• **EXERCISE INSTRUCTIONS**: Copy each line of the material in which the word "class" appears.

• **SUPPLIED ENTRIES**:
━━━━

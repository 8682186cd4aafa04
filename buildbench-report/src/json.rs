//! JSON Output

use crate::report::ComparisonReport;

/// Version of the JSON data file layout
pub const SCHEMA_VERSION: u32 = 1;

/// Generate a prettified JSON report.
pub fn generate_json_report(report: &ComparisonReport) -> Result<String, serde_json::Error> {
    serde_json::to_string_pretty(report)
}
//! HTML Output
//!
//! A single self-contained page: the full report JSON is embedded, chart
//! series are precomputed here and drawn client-side with Chart.js.

use crate::format::{format_bytes, format_duration_ms, format_signed_bytes};
use crate::report::ComparisonReport;
use serde::Serialize;

const CHART_JS_URL: &str = "https://cdn.jsdelivr.net/npm/chart.js@4.4.1/dist/chart.umd.min.js";

/// Timeline of one system's representative run; x is seconds since the first sample
#[derive(Debug, Clone, PartialEq, Serialize)]
pub struct TimelineSeries {
    /// System name
    pub system: String,
    /// `[seconds, value]` pairs
    pub points: Vec<[f64; 2]>,
}

/// Bundle bytes by file extension for one system
#[derive(Debug, Clone, PartialEq, Serialize)]
pub struct Composition {
    /// System name
    pub system: String,
    /// File extensions, sorted
    pub labels: Vec<String>,
    /// Bytes per label
    pub bytes: Vec<u64>,
}

/// Chart series derived from a report
#[derive(Debug, Clone, PartialEq, Serialize)]
pub struct ChartData {
    /// Measured systems in report order
    pub systems: Vec<String>,
    /// Mean build time per system
    pub mean_build_time_ms: Vec<f64>,
    /// RSS in MiB over time
    pub memory_series: Vec<TimelineSeries>,
    /// user + system CPU % over time
    pub cpu_series: Vec<TimelineSeries>,
    /// Chunk bytes by extension per system
    pub bundle_composition: Vec<Composition>,
    /// Cache size before the batch per system
    pub cache_before_bytes: Vec<u64>,
    /// Cache size after the batch per system
    pub cache_after_bytes: Vec<u64>,
}

fn relative_seconds(timestamp_ms: u64, origin_ms: u64) -> f64 {
    timestamp_ms.saturating_sub(origin_ms) as f64 / 1000.0
}

impl ChartData {
    /// Precompute every chart's series
    pub fn from_report(report: &ComparisonReport) -> Self {
        let results = &report.results;

        let memory_series = results
            .iter()
            .map(|r| {
                let timeline = r.representative_memory_timeline();
                let origin = timeline.first().map_or(0, |s| s.timestamp_ms);
                TimelineSeries {
                    system: r.system.clone(),
                    points: timeline
                        .iter()
                        .map(|s| {
                            [
                                relative_seconds(s.timestamp_ms, origin),
                                s.rss as f64 / (1024.0 * 1024.0),
                            ]
                        })
                        .collect(),
                }
            })
            .collect();

        let cpu_series = results
            .iter()
            .map(|r| {
                let timeline = r.representative_cpu_timeline();
                let origin = timeline.first().map_or(0, |s| s.timestamp_ms);
                TimelineSeries {
                    system: r.system.clone(),
                    points: timeline
                        .iter()
                        .map(|s| {
                            [
                                relative_seconds(s.timestamp_ms, origin),
                                s.user_pct + s.system_pct,
                            ]
                        })
                        .collect(),
                }
            })
            .collect();

        let bundle_composition = results
            .iter()
            .map(|r| {
                let (labels, bytes) = r
                    .bytes_by_extension()
                    .into_iter()
                    .map(|(ext, size)| (if ext.is_empty() { "other".to_string() } else { ext }, size))
                    .unzip();
                Composition {
                    system: r.system.clone(),
                    labels,
                    bytes,
                }
            })
            .collect();

        Self {
            systems: results.iter().map(|r| r.system.clone()).collect(),
            mean_build_time_ms: results.iter().map(|r| r.build_time_stats.mean).collect(),
            memory_series,
            cpu_series,
            bundle_composition,
            cache_before_bytes: results.iter().map(|r| r.cache_before.size_bytes).collect(),
            cache_after_bytes: results.iter().map(|r| r.cache_after.size_bytes).collect(),
        }
    }
}

fn escape_html(s: &str) -> String {
    s.replace('&', "&amp;")
        .replace('<', "&lt;")
        .replace('>', "&gt;")
        .replace('"', "&quot;")
}

/// Serialize for a `<script>` body; `</` would close the tag early
fn script_json<T: Serialize>(value: &T) -> Result<String, serde_json::Error> {
    Ok(serde_json::to_string(value)?.replace("</", "<\\/"))
}

fn summary_rows(report: &ComparisonReport) -> String {
    let mut rows = String::new();
    for result in &report.results {
        let stats = &result.build_time_stats;
        let speedup = report
            .summary
            .entries
            .iter()
            .find(|e| e.system == result.system)
            .map_or_else(|| "-".to_string(), |e| format!("{:.2}x", e.speedup));
        rows.push_str(&format!(
            "<tr><td>{}</td><td>{}</td><td>{}</td><td>{}</td><td>{}</td><td>{}</td><td>{}</td><td>{}</td><td>{}</td><td>{}</td></tr>\n",
            escape_html(&result.system),
            format_duration_ms(stats.mean),
            format_duration_ms(stats.median),
            format_duration_ms(stats.std_dev),
            format_duration_ms(stats.min),
            format_duration_ms(stats.max),
            speedup,
            format_bytes(result.peak_memory().rss),
            format_bytes(result.dist_size_bytes),
            format_signed_bytes(result.cache_growth.size_bytes),
        ));
    }
    rows
}

fn failure_list(report: &ComparisonReport) -> String {
    if report.failures.is_empty() {
        return String::new();
    }
    let items: String = report
        .failures
        .iter()
        .map(|f| {
            format!(
                "<li><strong>{}</strong> ({}, {} attempts): {}</li>",
                escape_html(&f.system),
                escape_html(&f.kind),
                f.attempts,
                escape_html(&f.message)
            )
        })
        .collect();
    format!("<section class=\"failures\"><h2>Failures</h2><ul>{}</ul></section>", items)
}

/// Generate the single-file HTML dashboard
pub fn generate_html_report(report: &ComparisonReport) -> Result<String, serde_json::Error> {
    let charts = ChartData::from_report(report);
    let fastest = report
        .summary
        .fastest
        .as_deref()
        .map(|s| format!("<p class=\"fastest\">Fastest: <strong>{}</strong></p>", escape_html(s)))
        .unwrap_or_default();
    let subtitle = format!(
        "{} &middot; {} ({} cores) &middot; {} iterations &middot; {}",
        report.meta.timestamp.format("%Y-%m-%d %H:%M:%S UTC"),
        escape_html(&report.meta.system.cpu),
        report.meta.system.cpu_cores,
        report.meta.config.iterations,
        report
            .meta
            .git_commit
            .as_deref()
            .map(|c| escape_html(&c[..c.len().min(12)]))
            .unwrap_or_else(|| "no git".to_string()),
    );

    let rows = summary_rows(report);
    let failures = failure_list(report);
    let charts = script_json(&charts)?;
    let data = script_json(report)?;

    Ok(render(TEMPLATE, |name| match name {
        "CHART_JS" => Some(CHART_JS_URL),
        "SUBTITLE" => Some(subtitle.as_str()),
        "FASTEST" => Some(fastest.as_str()),
        "ROWS" => Some(rows.as_str()),
        "FAILURES" => Some(failures.as_str()),
        "CHARTS" => Some(charts.as_str()),
        "REPORT" => Some(data.as_str()),
        _ => None,
    }))
}

/// Fill `{{NAME}}` placeholders in one pass over the template.
///
/// Substituted text is never scanned again, so values may contain `{{`.
/// Unknown names are left as written.
fn render<'a>(template: &str, value: impl Fn(&str) -> Option<&'a str>) -> String {
    let mut out = String::with_capacity(template.len());
    let mut rest = template;
    while let Some(open) = rest.find("{{") {
        out.push_str(&rest[..open]);
        let after = &rest[open + 2..];
        match after
            .find("}}")
            .and_then(|close| value(&after[..close]).map(|v| (close, v)))
        {
            Some((close, v)) => {
                out.push_str(v);
                rest = &after[close + 2..];
            }
            None => {
                out.push_str("{{");
                rest = after;
            }
        }
    }
    out.push_str(rest);
    out
}

const TEMPLATE: &str = r#"<!DOCTYPE html>
<html lang="en">
<head>
<meta charset="utf-8">
<title>Build Comparison</title>
<script src="{{CHART_JS}}"></script>
<style>
body { font-family: system-ui, sans-serif; margin: 2rem auto; max-width: 1100px; color: #222; }
h1 { margin-bottom: 0.2rem; }
.subtitle { color: #666; margin-top: 0; }
table { border-collapse: collapse; width: 100%; margin: 1rem 0 2rem; }
th, td { border-bottom: 1px solid #ddd; padding: 0.4rem 0.6rem; text-align: right; }
th:first-child, td:first-child { text-align: left; }
.grid { display: grid; grid-template-columns: 1fr 1fr; gap: 2rem; }
.failures { background: #fff3f3; border: 1px solid #e0b4b4; padding: 0.5rem 1rem; }
.doughnuts { display: flex; gap: 2rem; flex-wrap: wrap; }
.doughnuts figure { width: 300px; margin: 0; }
</style>
</head>
<body>
<h1>Build Comparison</h1>
<p class="subtitle">{{SUBTITLE}}</p>
{{FASTEST}}
{{FAILURES}}
<table>
<thead><tr><th>System</th><th>Mean</th><th>Median</th><th>Std dev</th><th>Min</th><th>Max</th><th>Speedup</th><th>Peak RSS</th><th>Dist size</th><th>Cache growth</th></tr></thead>
<tbody>
{{ROWS}}</tbody>
</table>
<div class="grid">
<figure><canvas id="build-time"></canvas></figure>
<figure><canvas id="cache"></canvas></figure>
<figure><canvas id="memory"></canvas></figure>
<figure><canvas id="cpu"></canvas></figure>
</div>
<h2>Bundle composition</h2>
<div class="doughnuts" id="composition"></div>
<script id="report-data" type="application/json">{{REPORT}}</script>
<script>
const CHARTS = {{CHARTS}};
const line = (series) => series.map((s) => ({
  label: s.system,
  data: s.points.map(([x, y]) => ({ x, y })),
  pointRadius: 0,
  borderWidth: 1.5,
}));
new Chart(document.getElementById('build-time'), {
  type: 'bar',
  data: { labels: CHARTS.systems, datasets: [{ label: 'Mean build time (ms)', data: CHARTS.mean_build_time_ms }] },
});
new Chart(document.getElementById('cache'), {
  type: 'bar',
  data: {
    labels: CHARTS.systems,
    datasets: [
      { label: 'Cache before (bytes)', data: CHARTS.cache_before_bytes },
      { label: 'Cache after (bytes)', data: CHARTS.cache_after_bytes },
    ],
  },
});
new Chart(document.getElementById('memory'), {
  type: 'line',
  data: { datasets: line(CHARTS.memory_series) },
  options: { plugins: { title: { display: true, text: 'RSS (MiB)' } }, scales: { x: { type: 'linear', title: { display: true, text: 's' } } } },
});
new Chart(document.getElementById('cpu'), {
  type: 'line',
  data: { datasets: line(CHARTS.cpu_series) },
  options: { plugins: { title: { display: true, text: 'CPU (%)' } }, scales: { x: { type: 'linear', title: { display: true, text: 's' } } } },
});
for (const c of CHARTS.bundle_composition) {
  const figure = document.createElement('figure');
  const canvas = document.createElement('canvas');
  figure.appendChild(canvas);
  document.getElementById('composition').appendChild(figure);
  new Chart(canvas, {
    type: 'doughnut',
    data: { labels: c.labels, datasets: [{ data: c.bytes }] },
    options: { plugins: { title: { display: true, text: c.system } } },
  });
}
</script>
</body>
</html>
"#;

#[cfg(test)]
mod tests {
    use super::*;
    use crate::report::SystemFailure;
    use crate::report::fixtures::{report, result};

    #[test]
    fn test_chart_data() {
        let charts = ChartData::from_report(&report(
            vec![result("vite", &[100, 120]), result("webpack", &[90, 95])],
            Vec::new(),
        ));

        assert_eq!(charts.systems, vec!["vite", "webpack"]);
        assert_eq!(charts.mean_build_time_ms, vec![110.0, 92.5]);
        assert_eq!(charts.memory_series[0].points.len(), 2);
        assert_eq!(charts.memory_series[0].points[0][0], 0.0);
        assert!((charts.memory_series[0].points[1][0] - 0.01).abs() < 1e-9);
        assert_eq!(charts.bundle_composition[0].labels, vec!["css", "js"]);
        assert_eq!(charts.bundle_composition[0].bytes, vec![300, 1200]);
        assert_eq!(charts.cache_after_bytes, vec![2048, 2048]);
    }

    #[test]
    fn test_html_embeds_data() {
        let html =
            generate_html_report(&report(vec![result("vite", &[100, 120])], Vec::new())).unwrap();

        assert!(html.starts_with("<!DOCTYPE html>"));
        assert!(html.contains("chart.umd.min.js"));
        assert!(html.contains("\"systems\":[\"vite\"]"));
        assert!(html.contains("<td>vite</td>"));
        assert!(!html.contains("{{"));
    }

    #[test]
    fn test_html_escapes_names() {
        let html = generate_html_report(&report(
            vec![result("</script><b>", &[100])],
            Vec::new(),
        ))
        .unwrap();
        assert!(!html.contains("</script><b>"));
        assert!(html.contains("&lt;/script&gt;&lt;b&gt;"));
    }

    #[test]
    fn test_placeholder_text_in_values_is_not_substituted() {
        let failure = SystemFailure {
            system: "{{ROWS}}".to_string(),
            kind: "build-failed".to_string(),
            message: "missing {{REPORT}}".to_string(),
            attempts: 1,
        };
        let html = generate_html_report(&report(
            vec![result("{{CHARTS}}", &[100])],
            vec![failure],
        ))
        .unwrap();

        assert_eq!(html.matches("\"schema_version\"").count(), 1);
        assert_eq!(html.matches("const CHARTS = {").count(), 1);
        assert!(html.contains("<td>{{CHARTS}}</td>"));
        assert!(html.contains("missing {{REPORT}}"));
    }

    #[test]
    fn test_render() {
        let value = |name: &str| match name {
            "A" => Some("{{B}}"),
            "B" => Some("b"),
            _ => None,
        };
        assert_eq!(render("x{{A}}y{{B}}", value), "x{{B}}yb");
        assert_eq!(render("{{C}} {{ {{B}}", value), "{{C}} {{ b");
        assert_eq!(render("open {{A", value), "open {{A");
    }
}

━━━━

• **COMPLETED EXERCISE**:
    format!("<section class=\"failures\"><h2>Failures</h2><ul>{}</ul></section>", items)
        .map(|s| format!("<p class=\"fastest\">Fastest: <strong>{}</strong></p>", escape_html(s)))
<p class="subtitle">{{SUBTITLE}}</p>
<div class="grid">
<div class="doughnuts" id="composition"></div>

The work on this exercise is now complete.